Summary
Profiling systems typically fall into one of the two categories. The first group uses binary modification, compiler support, or direct simulation of programs to gather measurements. They introduce significant overhead and usually require significant user intervention, so they are not deployed on production systems. The other group uses statistical sampling to collect fine-grained information on program or system behavior. They incur much smaller overhead but relies on existing source of interrupts (e.g. timer interrupts) to generated samples. This prevents them from sampling within those interrupt routines and can result in correlation between sampling and other system activity (bias).
The profiling system presented in this paper falls into the second category. It consists of two parts: a data collection subsystem that runs during program execution, and a suite of analysis tools that analyzes the collected data.
The data collection subsystem consists of 3 interacting components: a kernel device driver that services performance counter interrupts; a user-mode daemon process that extracts samples from the driver; and a modified system loader and other mechanisms for identifying executable images and where they are loaded by each running process.

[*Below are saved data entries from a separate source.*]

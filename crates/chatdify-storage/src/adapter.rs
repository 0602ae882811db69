// SPDX-FileCopyrightText: 2026 Chatdify Contributors
// SPDX-License-Identifier: MIT OR Apache-2.0

//! SQLite implementation of the storage, state store, and queue traits.

use std::time::Duration;

use async_trait::async_trait;
use chrono::{DateTime, Utc};
use tokio::sync::OnceCell;
use tracing::debug;

use chatdify_config::model::StorageConfig;
use chatdify_core::{
    AdapterType, BridgeError, ConversationId, ConversationState, ConversationStatus,
    ConversationStore, FailOutcome, HealthStatus, PluginAdapter, Priority, QueueStats, QueuedTask,
    StorageAdapter, TaskId, TaskQueue, TaskRecord, TaskRequest,
};

use crate::database::Database;
use crate::queries::{conversations, tasks};

/// SQLite-backed storage adapter.
///
/// One instance serves both the conversation state store and the task
/// queue. The database is opened by [`StorageAdapter::initialize`].
pub struct SqliteStorage {
    config: StorageConfig,
    max_attempts: u32,
    db: OnceCell<Database>,
}

impl SqliteStorage {
    /// Create a new SqliteStorage; the connection opens on `initialize`.
    pub fn new(config: StorageConfig) -> Self {
        Self {
            config,
            max_attempts: 3,
            db: OnceCell::new(),
        }
    }

    /// Attempt budget stamped onto newly enqueued tasks.
    pub fn with_max_attempts(mut self, max_attempts: u32) -> Self {
        self.max_attempts = max_attempts.max(1);
        self
    }

    fn db(&self) -> Result<&Database, BridgeError> {
        self.db
            .get()
            .ok_or_else(|| BridgeError::storage("storage not initialized -- call initialize() first"))
    }

    async fn checkpoint(&self) -> Result<(), BridgeError> {
        if let Some(db) = self.db.get() {
            db.connection()
                .call(|conn| -> Result<(), rusqlite::Error> {
                    conn.execute_batch("PRAGMA wal_checkpoint(TRUNCATE);")
                })
                .await
                .map_err(crate::database::map_tr_err)?;
            debug!("WAL checkpoint complete");
        }
        Ok(())
    }
}

#[async_trait]
impl PluginAdapter for SqliteStorage {
    fn name(&self) -> &str {
        "sqlite"
    }

    fn version(&self) -> semver::Version {
        semver::Version::new(0, 1, 0)
    }

    fn adapter_type(&self) -> AdapterType {
        AdapterType::Storage
    }

    async fn health_check(&self) -> Result<HealthStatus, BridgeError> {
        let Some(db) = self.db.get() else {
            return Ok(HealthStatus::Unhealthy("not initialized".into()));
        };
        db.connection()
            .call(|conn| -> Result<(), rusqlite::Error> { conn.execute_batch("SELECT 1;") })
            .await
            .map_err(crate::database::map_tr_err)?;
        Ok(HealthStatus::Healthy)
    }

    async fn shutdown(&self) -> Result<(), BridgeError> {
        self.checkpoint().await
    }
}

#[async_trait]
impl StorageAdapter for SqliteStorage {
    async fn initialize(&self) -> Result<(), BridgeError> {
        let db = Database::open_with_wal(&self.config.database_path, self.config.wal_mode).await?;
        self.db
            .set(db)
            .map_err(|_| BridgeError::storage("storage already initialized"))?;
        debug!(path = %self.config.database_path, "SQLite storage initialized");
        Ok(())
    }

    async fn close(&self) -> Result<(), BridgeError> {
        self.db()?;
        self.checkpoint().await
    }
}

#[async_trait]
impl ConversationStore for SqliteStorage {
    async fn get_or_create(
        &self,
        conversation_id: ConversationId,
    ) -> Result<ConversationState, BridgeError> {
        conversations::get_or_create(self.db()?, conversation_id).await
    }

    async fn get(
        &self,
        conversation_id: ConversationId,
    ) -> Result<Option<ConversationState>, BridgeError> {
        conversations::get(self.db()?, conversation_id).await
    }

    async fn try_begin_ai_request(
        &self,
        conversation_id: ConversationId,
        request_token: &str,
        lease_duration: Duration,
    ) -> Result<bool, BridgeError> {
        conversations::try_begin_ai_request(self.db()?, conversation_id, request_token, lease_duration)
            .await
    }

    async fn renew_ai_request(
        &self,
        conversation_id: ConversationId,
        request_token: &str,
        lease_duration: Duration,
    ) -> Result<bool, BridgeError> {
        conversations::renew_ai_request(self.db()?, conversation_id, request_token, lease_duration)
            .await
    }

    async fn complete_ai_request(
        &self,
        conversation_id: ConversationId,
        request_token: &str,
    ) -> Result<bool, BridgeError> {
        conversations::complete_ai_request(self.db()?, conversation_id, request_token).await
    }

    async fn record_processed(
        &self,
        conversation_id: ConversationId,
        event_id: &str,
    ) -> Result<(), BridgeError> {
        conversations::record_processed(self.db()?, conversation_id, event_id).await
    }

    async fn was_processed(
        &self,
        conversation_id: ConversationId,
        event_id: &str,
    ) -> Result<bool, BridgeError> {
        conversations::was_processed(self.db()?, conversation_id, event_id).await
    }

    async fn update_status(
        &self,
        conversation_id: ConversationId,
        new_status: ConversationStatus,
    ) -> Result<bool, BridgeError> {
        conversations::update_status(self.db()?, conversation_id, new_status).await
    }

    async fn reconcile_status(
        &self,
        conversation_id: ConversationId,
        status: ConversationStatus,
    ) -> Result<(), BridgeError> {
        conversations::reconcile_status(self.db()?, conversation_id, status).await
    }

    async fn update_priority(
        &self,
        conversation_id: ConversationId,
        priority: Priority,
    ) -> Result<(), BridgeError> {
        conversations::update_priority(self.db()?, conversation_id, priority).await
    }

    async fn set_assignee(
        &self,
        conversation_id: ConversationId,
        assignee_id: Option<i64>,
    ) -> Result<(), BridgeError> {
        conversations::set_assignee(self.db()?, conversation_id, assignee_id).await
    }

    async fn claim_content_slot(
        &self,
        conversation_id: ConversationId,
        received_at: DateTime<Utc>,
    ) -> Result<bool, BridgeError> {
        conversations::claim_content_slot(self.db()?, conversation_id, received_at).await
    }

    async fn set_dify_conversation_id(
        &self,
        conversation_id: ConversationId,
        dify_conversation_id: Option<&str>,
    ) -> Result<(), BridgeError> {
        conversations::set_dify_conversation_id(self.db()?, conversation_id, dify_conversation_id)
            .await
    }
}

#[async_trait]
impl TaskQueue for SqliteStorage {
    async fn enqueue(&self, request: TaskRequest) -> Result<Option<TaskId>, BridgeError> {
        tasks::enqueue(self.db()?, request, self.max_attempts).await
    }

    async fn dequeue(&self, lock_for: Duration) -> Result<Option<QueuedTask>, BridgeError> {
        tasks::dequeue(self.db()?, lock_for).await
    }

    async fn complete(&self, task_id: TaskId, result: Option<&str>) -> Result<(), BridgeError> {
        tasks::complete(self.db()?, task_id, result).await
    }

    async fn fail(
        &self,
        task_id: TaskId,
        reason: &str,
        retry_after: Option<Duration>,
    ) -> Result<FailOutcome, BridgeError> {
        tasks::fail(self.db()?, task_id, reason, retry_after).await
    }

    async fn defer(&self, task_id: TaskId, delay: Duration) -> Result<(), BridgeError> {
        tasks::defer(self.db()?, task_id, delay).await
    }

    async fn reclaim_expired(&self) -> Result<usize, BridgeError> {
        tasks::reclaim_expired(self.db()?).await
    }

    async fn stats(&self) -> Result<QueueStats, BridgeError> {
        tasks::stats(self.db()?).await
    }

    async fn task(&self, task_id: TaskId) -> Result<Option<TaskRecord>, BridgeError> {
        tasks::task(self.db()?, task_id).await
    }

    async fn recent_failures(&self, limit: usize) -> Result<Vec<TaskRecord>, BridgeError> {
        tasks::recent_failures(self.db()?, limit).await
    }
}

#[cfg(test)]
mod tests {
    use super::*;
    use tempfile::tempdir;

    fn make_config(path: &str) -> StorageConfig {
        StorageConfig {
            database_path: path.to_string(),
            wal_mode: true,
        }
    }

    #[tokio::test]
    async fn sqlite_storage_implements_plugin_adapter() {
        let storage = SqliteStorage::new(make_config("/unused.db"));
        assert_eq!(storage.name(), "sqlite");
        assert_eq!(storage.version(), semver::Version::new(0, 1, 0));
        assert_eq!(storage.adapter_type(), AdapterType::Storage);
    }

    #[tokio::test]
    async fn operations_before_initialize_are_storage_errors() {
        let storage = SqliteStorage::new(make_config("/unused.db"));
        let err = storage.get_or_create(1).await.unwrap_err();
        assert!(matches!(err, BridgeError::Storage { .. }));
        assert!(err.is_retryable());
        assert!(matches!(
            storage.health_check().await.unwrap(),
            HealthStatus::Unhealthy(_)
        ));
    }

    #[tokio::test]
    async fn initialize_twice_returns_error() {
        let dir = tempdir().unwrap();
        let db_path = dir.path().join("double_init.db");
        let storage = SqliteStorage::new(make_config(db_path.to_str().unwrap()));

        storage.initialize().await.unwrap();
        assert!(storage.initialize().await.is_err());
    }

    #[tokio::test]
    async fn trait_objects_share_one_database() {
        let dir = tempdir().unwrap();
        let db_path = dir.path().join("shared.db");
        let storage = std::sync::Arc::new(
            SqliteStorage::new(make_config(db_path.to_str().unwrap())).with_max_attempts(5),
        );
        storage.initialize().await.unwrap();

        let store: std::sync::Arc<dyn ConversationStore> = storage.clone();
        let queue: std::sync::Arc<dyn TaskQueue> = storage.clone();

        store.record_processed(11, "evt").await.unwrap();
        assert!(store.was_processed(11, "evt").await.unwrap());

        queue.enqueue(TaskRequest::new("t", "{}")).await.unwrap();
        let claimed = queue.dequeue(Duration::from_secs(60)).await.unwrap().unwrap();
        assert_eq!(claimed.max_attempts, 5);

        assert_eq!(storage.health_check().await.unwrap(), HealthStatus::Healthy);
        storage.close().await.unwrap();
    }
}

First, each processor generates a high-priority interrupt after a specified number of events have occurred. The kernel device driver handles this interrupt by recording the PID of the running process, the program counter (PC), and the event type causing the interrupt. Since interrupts are frequently issued, the kernel device driver needs to handle them quickly. The driver keeps a per-process hash table to keep track of the number of times each (PID, PC, EVENT) tuple has occurred. This data structure avoids copying the recorded data to userspace on every timer interrupt. The hash table is implemented as an array of fixed size buckets. Whenever a new (PID, PC, EVENT) tuple is to be added to a full bucket, an old tuple in that bucket is evicted and copied to the user-mode daemon through a pair of overflow buffers. This basic design is efficient since it is cache friendly and synchronization is only needed when copying data into buffers. This paper handles this synchronization through inter-process interrupts. The user-mode daemon will map the events to the corresponding location in the executable image (through PID and PC) and store the records to disk.

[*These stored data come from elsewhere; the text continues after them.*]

// SPDX-FileCopyrightText: 2026 Chatdify Contributors
// SPDX-License-Identifier: MIT OR Apache-2.0

//! End-to-end tests: webhook in, worker pool, Chatwoot mutations out.
//!
//! Everything runs against the mock gateways over a temp SQLite database,
//! with the same router, dispatcher, and workers the binary wires up.

use std::collections::BTreeSet;
use std::sync::Arc;
use std::time::{Duration, Instant};

use axum::body::Body;
use axum::http::{Request, StatusCode};
use chatdify_core::{
    AIResponse, BridgeError, ConversationStatus, ConversationStore, GatewayErrorKind, Priority,
    TaskQueue, TaskStatus,
};
use chatdify_pipeline::{TaskDisposition, WorkerPool};
use chatdify_server::{router, AppState, AuthConfig, HealthState};
use chatdify_test_utils::{payloads, Fault, TestHarness};
use serial_test::serial;
use tokio_util::sync::CancellationToken;
use tower::ServiceExt;

fn app(harness: &TestHarness) -> axum::Router {
    router(AppState {
        dispatcher: harness.dispatcher.clone(),
        actions: harness.actions.clone(),
        webhook_secret: None,
        auth: AuthConfig { bearer_token: None },
        health: HealthState {
            start_time: Instant::now(),
            storage: harness.storage.clone(),
            queue: harness.queue(),
        },
    })
}

async fn post_webhook(harness: &TestHarness, payload: &serde_json::Value) -> StatusCode {
    let request = Request::post("/chatwoot-webhook")
        .header("content-type", "application/json")
        .body(Body::from(payload.to_string()))
        .unwrap();
    app(harness).oneshot(request).await.unwrap().status()
}

/// Run a worker pool until `completed` tasks have finished.
async fn run_pool_until(harness: &TestHarness, completed: u64) {
    let cancel = CancellationToken::new();
    let pool = WorkerPool::new(harness.executor.clone());
    let pool_cancel = cancel.clone();
    let running = tokio::spawn(async move { pool.run(pool_cancel).await });

    let queue = harness.queue();
    let deadline = tokio::time::Instant::now() + Duration::from_secs(20);
    loop {
        let stats = queue.stats().await.unwrap();
        if stats.completed + stats.failed >= completed && stats.pending == 0 && stats.processing == 0
        {
            break;
        }
        assert!(
            tokio::time::Instant::now() < deadline,
            "queue did not drain: {stats:?}"
        );
        tokio::time::sleep(Duration::from_millis(20)).await;
    }
    cancel.cancel();
    running.await.unwrap();
}

#[tokio::test]
#[serial]
async fn duplicate_webhooks_produce_one_set_of_mutations() {
    let harness = TestHarness::builder()
        .with_config(|c| c.queue.concurrency = 3)
        .build()
        .await
        .unwrap();
    harness
        .dify
        .push_response(AIResponse {
            reply_text: "Your parcel ships today.".into(),
            suggested_labels: BTreeSet::from(["shipping".to_string()]),
            ..Default::default()
        })
        .await;

    let payload = payloads::message_created(1, 10, "where is my parcel?");
    for _ in 0..3 {
        assert_eq!(post_webhook(&harness, &payload).await, StatusCode::OK);
    }
    run_pool_until(&harness, 1).await;

    // Chatwoot retries long after the first delivery was handled.
    assert_eq!(post_webhook(&harness, &payload).await, StatusCode::OK);
    assert!(harness.drain().await.unwrap().is_empty());

    assert_eq!(
        harness.chatwoot.sent_messages(1).await,
        vec!["Your parcel ships today.".to_string()]
    );
    assert_eq!(harness.chatwoot.call_count("add_labels").await, 1);
    assert_eq!(harness.dify.request_count().await, 1);
    assert_eq!(harness.queue().stats().await.unwrap().completed, 1);
}

#[tokio::test]
#[serial]
async fn concurrent_lease_requests_admit_exactly_one_holder() {
    let harness = TestHarness::new().await.unwrap();

    let mut attempts = tokio::task::JoinSet::new();
    for n in 0..8 {
        let storage = harness.storage.clone();
        attempts.spawn(async move {
            storage
                .try_begin_ai_request(2, &format!("token-{n}"), Duration::from_secs(60))
                .await
                .unwrap()
        });
    }
    let mut winners = 0;
    while let Some(won) = attempts.join_next().await {
        if won.unwrap() {
            winners += 1;
        }
    }
    assert_eq!(winners, 1);
    assert!(harness.state(2).await.unwrap().pending_ai_request_id.is_some());
}

#[tokio::test]
#[serial]
async fn burst_on_one_conversation_never_overlaps_ai_calls() {
    let harness = TestHarness::builder()
        .with_config(|c| {
            c.queue.concurrency = 4;
            c.queue.lease_conflict_delay_ms = 20;
            c.queue.max_deferrals = 500;
        })
        .build()
        .await
        .unwrap();
    harness.dify.set_delay(Duration::from_millis(40)).await;

    for message_id in 1..=4 {
        let payload = payloads::message_created(3, message_id, &format!("ping {message_id}"));
        assert_eq!(post_webhook(&harness, &payload).await, StatusCode::OK);
    }
    // Another conversation is free to run alongside.
    let other = payloads::message_created(4, 1, "unrelated");
    assert_eq!(post_webhook(&harness, &other).await, StatusCode::OK);

    run_pool_until(&harness, 5).await;

    assert_eq!(harness.dify.max_concurrent(3).await, 1);
    for message_id in 1..=4 {
        assert!(harness
            .storage
            .was_processed(3, &format!("message:{message_id}"))
            .await
            .unwrap());
    }
    assert!(harness.state(3).await.unwrap().pending_ai_request_id.is_none());
}

#[tokio::test]
#[serial]
async fn status_writes_follow_the_transition_table() {
    let harness = TestHarness::new().await.unwrap();

    // open -> pending is an allowed edge.
    assert!(harness
        .storage
        .update_status(5, ConversationStatus::Pending)
        .await
        .unwrap());
    assert_eq!(
        harness.state(5).await.unwrap().status,
        ConversationStatus::Pending
    );

    // resolved -> pending is not.
    harness
        .storage
        .reconcile_status(6, ConversationStatus::Resolved)
        .await
        .unwrap();
    assert!(!harness
        .storage
        .update_status(6, ConversationStatus::Pending)
        .await
        .unwrap());
    assert_eq!(
        harness.state(6).await.unwrap().status,
        ConversationStatus::Resolved
    );

    // The action surface refuses the same edge before reaching Chatwoot.
    let err = harness.actions.set_status(6, "pending").await.unwrap_err();
    assert!(matches!(err, BridgeError::PolicyRejected(_)));
    assert_eq!(
        harness.chatwoot.attempt_count("update_conversation_status").await,
        0
    );
}

#[tokio::test]
#[serial]
async fn bridge_policy_holds_even_when_chatwoot_would_accept() {
    let harness = TestHarness::builder()
        .without_gateway_policy()
        .build()
        .await
        .unwrap();

    for status in ["resolved", "snoozed", "closed"] {
        let err = harness.actions.set_status(21, status).await.unwrap_err();
        assert!(matches!(err, BridgeError::PolicyRejected(_)), "{status}");
    }
    assert_eq!(
        harness.chatwoot.attempt_count("update_conversation_status").await,
        0
    );
    assert_eq!(
        harness.state(21).await.unwrap().status,
        ConversationStatus::Open
    );
}

#[tokio::test]
#[serial]
async fn agent_replies_are_acknowledged_but_not_answered() {
    let harness = TestHarness::new().await.unwrap();

    let payload = payloads::outgoing_message(22, 1, "Hi, this is Sam from support.");
    assert_eq!(post_webhook(&harness, &payload).await, StatusCode::OK);

    assert!(harness.drain().await.unwrap().is_empty());
    assert_eq!(harness.dify.request_count().await, 0);
    assert_eq!(harness.queue().stats().await.unwrap().pending, 0);
}

#[tokio::test]
#[serial]
async fn unknown_priority_is_rejected_and_changes_nothing() {
    let harness = TestHarness::new().await.unwrap();
    harness.actions.set_priority(20, "low").await.unwrap();

    let err = harness.actions.set_priority(20, "garbo").await.unwrap_err();
    assert!(matches!(err, BridgeError::InvalidArgument(_)));
    assert_eq!(harness.state(20).await.unwrap().priority, Priority::Low);
    assert_eq!(harness.chatwoot.call_count("toggle_priority").await, 1);
}

#[tokio::test]
#[serial]
async fn escalation_hands_off_without_replying() {
    let harness = TestHarness::new().await.unwrap();
    harness
        .dify
        .push_response(AIResponse {
            reply_text: "Let me get someone.".into(),
            escalate: true,
            ..Default::default()
        })
        .await;

    let payload = payloads::message_created(7, 1, "I want to talk to a person");
    assert_eq!(post_webhook(&harness, &payload).await, StatusCode::OK);
    let dispositions = harness.drain().await.unwrap();

    assert_eq!(
        dispositions,
        vec![TaskDisposition::Completed("escalated(requested)".into())]
    );
    assert_eq!(harness.chatwoot.call_count("send_message").await, 0);
    assert_eq!(harness.chatwoot.call_count("assign_conversation").await, 1);
    let data = harness.chatwoot.conversation(7).await;
    assert!(data.labels.contains("needs-human"));
    assert_eq!(data.team_id, Some(1));
}

#[tokio::test]
#[serial]
async fn failed_labels_do_not_undo_the_reply() {
    let harness = TestHarness::new().await.unwrap();
    harness
        .chatwoot
        .fail_always("add_labels", Fault::Gateway(GatewayErrorKind::ServiceError))
        .await;
    harness
        .dify
        .push_response(AIResponse {
            reply_text: "Upgraded.".into(),
            suggested_labels: BTreeSet::from(["vip".to_string()]),
            ..Default::default()
        })
        .await;

    let payload = payloads::message_created(8, 1, "upgrade me");
    assert_eq!(post_webhook(&harness, &payload).await, StatusCode::OK);
    let dispositions = harness.drain().await.unwrap();

    assert_eq!(
        dispositions,
        vec![TaskDisposition::Dead("failed(partial: add_labels)".into())]
    );
    assert_eq!(
        harness.chatwoot.sent_messages(8).await,
        vec!["Upgraded.".to_string()]
    );
    let failures = harness.queue().recent_failures(5).await.unwrap();
    assert_eq!(failures.len(), 1);
    assert_eq!(failures[0].status, TaskStatus::Failed);
}

#[tokio::test]
#[serial]
async fn expired_lease_is_taken_over_and_the_stale_holder_is_refused() {
    let harness = TestHarness::new().await.unwrap();

    assert!(harness
        .storage
        .try_begin_ai_request(9, "stale", Duration::ZERO)
        .await
        .unwrap());
    tokio::time::sleep(Duration::from_millis(5)).await;

    // A new message takes over the expired lease and is answered.
    let payload = payloads::message_created(9, 1, "still there?");
    assert_eq!(post_webhook(&harness, &payload).await, StatusCode::OK);
    assert_eq!(
        harness.drain().await.unwrap(),
        vec![TaskDisposition::Completed("finalized".into())]
    );
    assert_eq!(harness.chatwoot.sent_messages(9).await.len(), 1);

    // The stale holder wakes up: its release and renewal are refused.
    let storage: Arc<dyn ConversationStore> = harness.storage.clone();
    assert!(!storage.complete_ai_request(9, "stale").await.unwrap());
    assert!(!storage
        .renew_ai_request(9, "stale", Duration::from_secs(60))
        .await
        .unwrap());

    // Direct takeover while someone else holds a fresh lease still works.
    assert!(storage
        .try_begin_ai_request(9, "short", Duration::ZERO)
        .await
        .unwrap());
    tokio::time::sleep(Duration::from_millis(5)).await;
    assert!(storage
        .try_begin_ai_request(9, "fresh", Duration::from_secs(60))
        .await
        .unwrap());
    assert!(!storage.complete_ai_request(9, "short").await.unwrap());
    assert_eq!(
        harness.state(9).await.unwrap().pending_ai_request_id.as_deref(),
        Some("fresh")
    );
    assert_eq!(harness.chatwoot.sent_messages(9).await.len(), 1);
}

#[tokio::test]
#[serial]
async fn task_of_a_crashed_worker_is_reclaimed_and_runs_once() {
    let harness = TestHarness::new().await.unwrap();
    let queue = harness.queue();

    let payload = payloads::message_created(11, 1, "hello");
    assert_eq!(post_webhook(&harness, &payload).await, StatusCode::OK);

    // A worker takes the task and dies without reporting back.
    let orphan = queue.dequeue(Duration::ZERO).await.unwrap().unwrap();
    assert_eq!(queue.stats().await.unwrap().processing, 1);
    tokio::time::sleep(Duration::from_millis(5)).await;

    assert_eq!(queue.reclaim_expired().await.unwrap(), 1);
    let record = queue.task(orphan.id).await.unwrap().unwrap();
    assert_eq!(record.status, TaskStatus::Pending);
    // The lost run is charged against the retry budget.
    assert_eq!(record.attempts, 1);

    assert_eq!(
        harness.drain().await.unwrap(),
        vec![TaskDisposition::Completed("finalized".into())]
    );
    assert_eq!(harness.chatwoot.sent_messages(11).await.len(), 1);
}

#[tokio::test]
#[serial]
async fn health_reflects_the_queue_after_a_failure() {
    let harness = TestHarness::builder()
        .with_config(|c| c.queue.max_attempts = 1)
        .build()
        .await
        .unwrap();
    harness
        .dify
        .push_failure(Fault::Gateway(GatewayErrorKind::ServiceError))
        .await;

    let payload = payloads::message_created(12, 1, "anyone?");
    assert_eq!(post_webhook(&harness, &payload).await, StatusCode::OK);
    let dispositions = harness.drain().await.unwrap();
    assert!(matches!(dispositions.as_slice(), [TaskDisposition::Dead(_)]));

    let response = app(&harness)
        .oneshot(Request::get("/health").body(Body::empty()).unwrap())
        .await
        .unwrap();
    assert_eq!(response.status(), StatusCode::OK);
    let bytes = axum::body::to_bytes(response.into_body(), usize::MAX)
        .await
        .unwrap();
    let body: serde_json::Value = serde_json::from_slice(&bytes).unwrap();
    assert_eq!(body["queue"]["failed"], 1);

    // The fallback escalation still hands the conversation to a human.
    assert_eq!(harness.chatwoot.call_count("assign_conversation").await, 1);
}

After the samples are collected through the data collection subsystem, the analysis tool can be used offline to analyze the profiling results. It will identify for each instruction a frequency (number of times it is executed for a fixed time period), a cpi (average number of cycles spent in one execution), and a set of culprits (possible explanations for any wasted issue slots).

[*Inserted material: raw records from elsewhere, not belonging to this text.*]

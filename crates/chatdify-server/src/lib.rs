// SPDX-FileCopyrightText: 2026 Chatdify Contributors
// SPDX-License-Identifier: MIT OR Apache-2.0

//! HTTP front door for the chatdify bridge.
//!
//! Receives Chatwoot webhooks, hands them to the dispatcher, and exposes the
//! conversation action endpoints used by Dify tools and operators.

pub mod auth;
pub mod handlers;
pub mod server;

pub use auth::AuthConfig;
pub use server::{router, serve, AppState, HealthState};
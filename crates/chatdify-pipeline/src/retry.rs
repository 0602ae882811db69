// SPDX-FileCopyrightText: 2026 Chatdify Contributors
// SPDX-License-Identifier: MIT OR Apache-2.0

//! Exponential backoff for queue retries and per-mutation retries.

use std::future::Future;
use std::time::Duration;

use chatdify_config::model::{PipelineConfig, QueueConfig};
use chatdify_core::BridgeError;
use tracing::warn;

/// Bounded exponential backoff: `base * 2^(attempt - 1)`, capped at `max_delay`.
#[derive(Debug, Clone, Copy, PartialEq, Eq)]
pub struct RetryPolicy {
    pub max_attempts: u32,
    pub base_delay: Duration,
    pub max_delay: Duration,
}

impl RetryPolicy {
    pub fn from_queue(config: &QueueConfig) -> Self {
        Self {
            max_attempts: config.max_attempts.max(1),
            base_delay: Duration::from_millis(config.base_delay_ms),
            max_delay: Duration::from_millis(config.max_delay_ms),
        }
    }

    pub fn for_mutations(config: &PipelineConfig) -> Self {
        let base_delay = Duration::from_millis(config.mutation_base_delay_ms);
        Self {
            max_attempts: config.mutation_attempts.max(1),
            base_delay,
            max_delay: base_delay.saturating_mul(8),
        }
    }

    /// Delay to wait after the `attempt`-th failure (1-based).
    pub fn delay_for(&self, attempt: u32) -> Duration {
        let exponent = attempt.saturating_sub(1).min(20);
        self.base_delay
            .saturating_mul(1u32 << exponent)
            .min(self.max_delay)
    }

    /// Run `op` until it succeeds, fails with a non-retryable error, or the
    /// attempt budget is spent. Returns the last error on exhaustion.
    pub async fn run<T, F, Fut>(&self, operation: &str, mut op: F) -> Result<T, BridgeError>
    where
        F: FnMut() -> Fut,
        Fut: Future<Output = Result<T, BridgeError>>,
    {
        let mut attempt = 1;
        loop {
            match op().await {
                Ok(value) => return Ok(value),
                Err(e) if e.is_retryable() && attempt < self.max_attempts => {
                    let delay = self.delay_for(attempt);
                    warn!(operation, attempt, error = %e, delay_ms = delay.as_millis() as u64, "transient failure, will retry");
                    tokio::time::sleep(delay).await;
                    attempt += 1;
                }
                Err(e) => return Err(e),
            }
        }
    }
}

Estimating frequency and cpi is tricky since the data collection subsystem only shows the amount of time spent in this instruction relative to overall execution time, indicated by the sample count. More specifically, for each instruction $i$, its frequency $F_i$, cpi $C_i$, and sample frequency $S_i$ should satisfy $F_i\cdot C_i=S_i$. $S_i$ can be calculated directly from the sampling result. The analysis tool estimates $F_i$ through the following: it first does a static analysis on the program to identify the instructions that are guaranteed to execute for the same amount of time (i.e. basic blocks). This splits the program into a control-flow graph of basic blocks. It then runs each basic block $I$ individually to obtain an approximate $\sum_{i\in I} C_i$. Then the estimated frequency is $F_j=\sum_{i\in I} S_i/\sum_{i\in I} C_i$ for any instruction $j\in I$. Then it can calculate each $C_j$ accordingly.
To find the list of all possible culprits, this paper separately discusses static and dynamic causes. For static causes, it schedules instructions in each basic block using an accurate model of the processor issue logic and assume no dynamic stalls. With detailed record-keeping and accurate model, it is able to identify the static causes. For dynamic causes, it uses different techniques for each cause to check if it is possible that the dynamic stall is caused by this.
Anderson, Jennifer M., et al. “Continuous profiling: Where have all the cycles gone?.” ACM Transactions on Computer Systems (TOCS) 15.4 (1997): 357-390.